__Records__:
//! `seer tasks`: inspect task files.

use std::path::PathBuf;

use anyhow::{Context, Result};
use clap::{Args, Subcommand};
use serde::Serialize;

use crate::cli::output::table::TableFormatter;
use crate::cli::output::{output, CommandOutput};
use crate::domain::models::Task;
use crate::infrastructure::tasks::load_tasks;

#[derive(Args, Debug)]
pub struct TasksArgs {
    #[command(subcommand)]
    pub command: TasksCommand,
}

#[derive(Subcommand, Debug)]
pub enum TasksCommand {
    /// List tasks with their pair counts
    List {
        /// Directory of task JSON files, or a single task file
        #[arg(long, short = 't')]
        tasks: PathBuf,
    },
}

#[derive(Debug, Serialize)]
struct TaskRow {
    id: String,
    train: usize,
    test: usize,
    test_answers: bool,
}

#[derive(Debug, Serialize)]
struct ListOutput {
    #[serde(skip)]
    tasks: Vec<Task>,
    rows: Vec<TaskRow>,
}

impl CommandOutput for ListOutput {
    fn to_human(&self) -> String {
        format!(
            "{}\n{} task(s)",
            TableFormatter::new().format_tasks(&self.tasks),
            self.tasks.len()
        )
    }

    fn to_json(&self) -> serde_json::Value {
        serde_json::to_value(&self.rows).unwrap_or(serde_json::Value::Null)
    }
}

pub fn execute(args: &TasksArgs, json_mode: bool) -> Result<()> {
    match &args.command {
        TasksCommand::List { tasks } => {
            let loaded = load_tasks(tasks)
                .with_context(|| format!("Failed to load tasks from {}", tasks.display()))?;
            let rows = loaded
                .iter()
                .map(|t| TaskRow {
                    id: t.id.clone(),
                    train: t.train.len(),
                    test: t.test.len(),
                    test_answers: t.has_test_answers(),
                })
                .collect();
            output(&ListOutput { tasks: loaded, rows }, json_mode);
        }
    }
    Ok(())
}
//! Port trait definitions (Hexagonal Architecture)
//!
//! Async trait interfaces that adapters implement:
//! - `LlmClient`: model calls
//! - `CodeSandbox`: isolated execution of generated code
//! - `Recorder`: session artifact storage

pub mod llm_client;
pub mod recorder;
pub mod sandbox;

pub use llm_client::{LlmClient, LlmResponse};
pub use recorder::{NullRecorder, Recorder};
pub use sandbox::CodeSandbox;
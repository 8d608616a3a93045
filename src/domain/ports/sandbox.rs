//! Code sandbox port.

use std::time::Duration;

use async_trait::async_trait;

use crate::domain::errors::SandboxError;
use crate::domain::models::{ExamplePair, ExampleResult};

/// Executes untrusted code against example pairs in an isolated context.
///
/// Implementations must enforce `timeout` as a hard wall-clock limit and
/// must record exceptions raised for a single example in that example's
/// result rather than failing the whole run.
#[async_trait]
pub trait CodeSandbox: Send + Sync {
    /// Run `code` against every pair, returning one result per pair in order.
    async fn run(
        &self,
        code: &str,
        pairs: &[ExamplePair],
        timeout: Duration,
    ) -> Result<Vec<ExampleResult>, SandboxError>;
}
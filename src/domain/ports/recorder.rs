//! Recorder port - durable storage of session artifacts.

use async_trait::async_trait;

use crate::domain::models::{
    GenerationStep, SessionSummary, StepPhase, Submission, Task, TaskResult, Trial,
};

/// Receives structured records at fixed points of a session.
///
/// Calls never fail from the caller's point of view; implementations log
/// their own storage errors.
#[async_trait]
pub trait Recorder: Send + Sync {
    async fn task_started(&self, task: &Task);

    async fn step_started(&self, task_id: &str, index: usize, phase: StepPhase, role: &str);

    async fn trial_completed(&self, task_id: &str, step_index: usize, trial: &Trial);

    async fn step_finished(&self, task_id: &str, step: &GenerationStep);

    async fn task_finished(&self, result: &TaskResult);

    async fn session_finished(&self, summary: &SessionSummary, submission: &Submission);
}

/// Recorder that drops every record.
#[derive(Debug, Default, Clone, Copy)]
pub struct NullRecorder;

#[async_trait]
impl Recorder for NullRecorder {
    async fn task_started(&self, _task: &Task) {}

    async fn step_started(&self, _task_id: &str, _index: usize, _phase: StepPhase, _role: &str) {}

    async fn trial_completed(&self, _task_id: &str, _step_index: usize, _trial: &Trial) {}

    async fn step_finished(&self, _task_id: &str, _step: &GenerationStep) {}

    async fn task_finished(&self, _result: &TaskResult) {}

    async fn session_finished(&self, _summary: &SessionSummary, _submission: &Submission) {}
}
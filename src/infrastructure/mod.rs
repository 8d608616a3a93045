//! Infrastructure layer module
//!
//! - Configuration management (figment)
//! - Logging (tracing)
//! - Admission control (token buckets)
//! - Retry policy for model calls
//! - Task loading

pub mod config;
pub mod logging;
pub mod rate_limit;
pub mod retry;
pub mod tasks;
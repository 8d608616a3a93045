//! Text rendering for step content: example pairs and trial reports.

use std::fmt::Write;

use crate::domain::models::{CodeCandidate, ExampleResult, Grid, SetOutcome, Task, Trial};

fn fenced(grid: &Grid) -> String {
    format!("```\n{grid}\n```")
}

fn flag(value: Option<bool>) -> &'static str {
    match value {
        Some(true) => "yes",
        Some(false) => "no",
        None => "n/a",
    }
}

/// Render one training pair under a `## train_N` heading.
pub fn render_pair(task: &Task, index: usize) -> Option<String> {
    let pair = task.train.get(index)?;
    let mut out = format!("## train_{}\n\ninput:\n{}\n", index + 1, fenced(&pair.input));
    if let Some(output) = &pair.output {
        let _ = write!(out, "\noutput:\n{}\n", fenced(output));
    }
    Some(out)
}

/// Every training pair followed by the test inputs.
pub fn render_task(task: &Task) -> String {
    let mut sections: Vec<String> = (0..task.train.len())
        .filter_map(|i| render_pair(task, i))
        .collect();
    for (i, pair) in task.test.iter().enumerate() {
        sections.push(format!("## test_{}\n\ninput:\n{}\n", i + 1, fenced(&pair.input)));
    }
    sections.join("\n")
}

fn render_example(out: &mut String, label: &str, result: &ExampleResult) {
    let _ = writeln!(out, "## {label}_{}\n", result.index + 1);
    let _ = writeln!(out, "input:\n{}\n", fenced(&result.input));
    if let Some(expected) = &result.expected {
        let _ = writeln!(out, "expected:\n{}\n", fenced(expected));
    }
    match (&result.output, &result.error) {
        (_, Some(error)) => {
            let _ = writeln!(out, "error: {error}\n");
        }
        (Some(output), None) => {
            let _ = writeln!(out, "transformed:\n{}\n", fenced(output));
            if result.expected.is_some() {
                let _ = writeln!(out, "match: {}", result.exact_match);
                if let Some(off) = result.pixels_off {
                    let _ = writeln!(out, "pixels off: {off}");
                }
                if let Some(percent) = result.percent_correct {
                    let _ = writeln!(out, "percent correct: {percent:.1}");
                }
                let _ = writeln!(out, "size correct: {}", flag(result.size_correct));
                let _ = writeln!(out, "color palette correct: {}", flag(result.color_palette_correct));
                let _ = writeln!(out, "color count correct: {}", flag(result.color_count_correct));
                let _ = writeln!(out, "score: {:.3}\n", result.similarity);
            }
        }
        (None, None) => {
            let _ = writeln!(out, "no output\n");
        }
    }
    if !result.stdout.trim().is_empty() {
        let _ = writeln!(out, "stdout:\n```\n{}\n```\n", result.stdout.trim_end());
    }
}

fn render_set(out: &mut String, label: &str, set: &SetOutcome) {
    match set {
        SetOutcome::Completed { results } => {
            for result in results {
                render_example(out, label, result);
            }
        }
        SetOutcome::NotAttempted => {
            let _ = writeln!(out, "## {label}\n\nnot evaluated\n");
        }
        SetOutcome::Failed { kind, message } => {
            let _ = writeln!(out, "## {label}\n\nexecution failed ({kind:?}): {message}\n");
        }
    }
}

/// Per-example report of a trial.
pub fn render_trial_report(trial: &Trial) -> String {
    let mut out = String::from("# Trial report\n\n");
    render_set(&mut out, "train", &trial.train);
    if trial.test.is_attempted() {
        render_set(&mut out, "test", &trial.test);
    }
    let _ = writeln!(
        out,
        "all training passed: {}\ntotal distance: {:.3}",
        trial.all_training_passed(),
        trial.score()
    );
    out
}

/// Content for a refine-dreamer step: the previous code and its report.
pub fn render_refine_content(candidate: &CodeCandidate, trial: &Trial) -> Vec<String> {
    vec![
        format!("Previous Code:\n```python\n{}\n```", candidate.source),
        render_trial_report(trial),
    ]
}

__Your goal__: Collect every line from the records above that contains the word "label".

__Solution below__:
fn render_example(out: &mut String, label: &str, result: &ExampleResult) {
    let _ = writeln!(out, "## {label}_{}\n", result.index + 1);
fn render_set(out: &mut String, label: &str, set: &SetOutcome) {
                render_example(out, label, result);
            let _ = writeln!(out, "## {label}\n\nnot evaluated\n");
            let _ = writeln!(out, "## {label}\n\nexecution failed ({kind:?}): {message}\n");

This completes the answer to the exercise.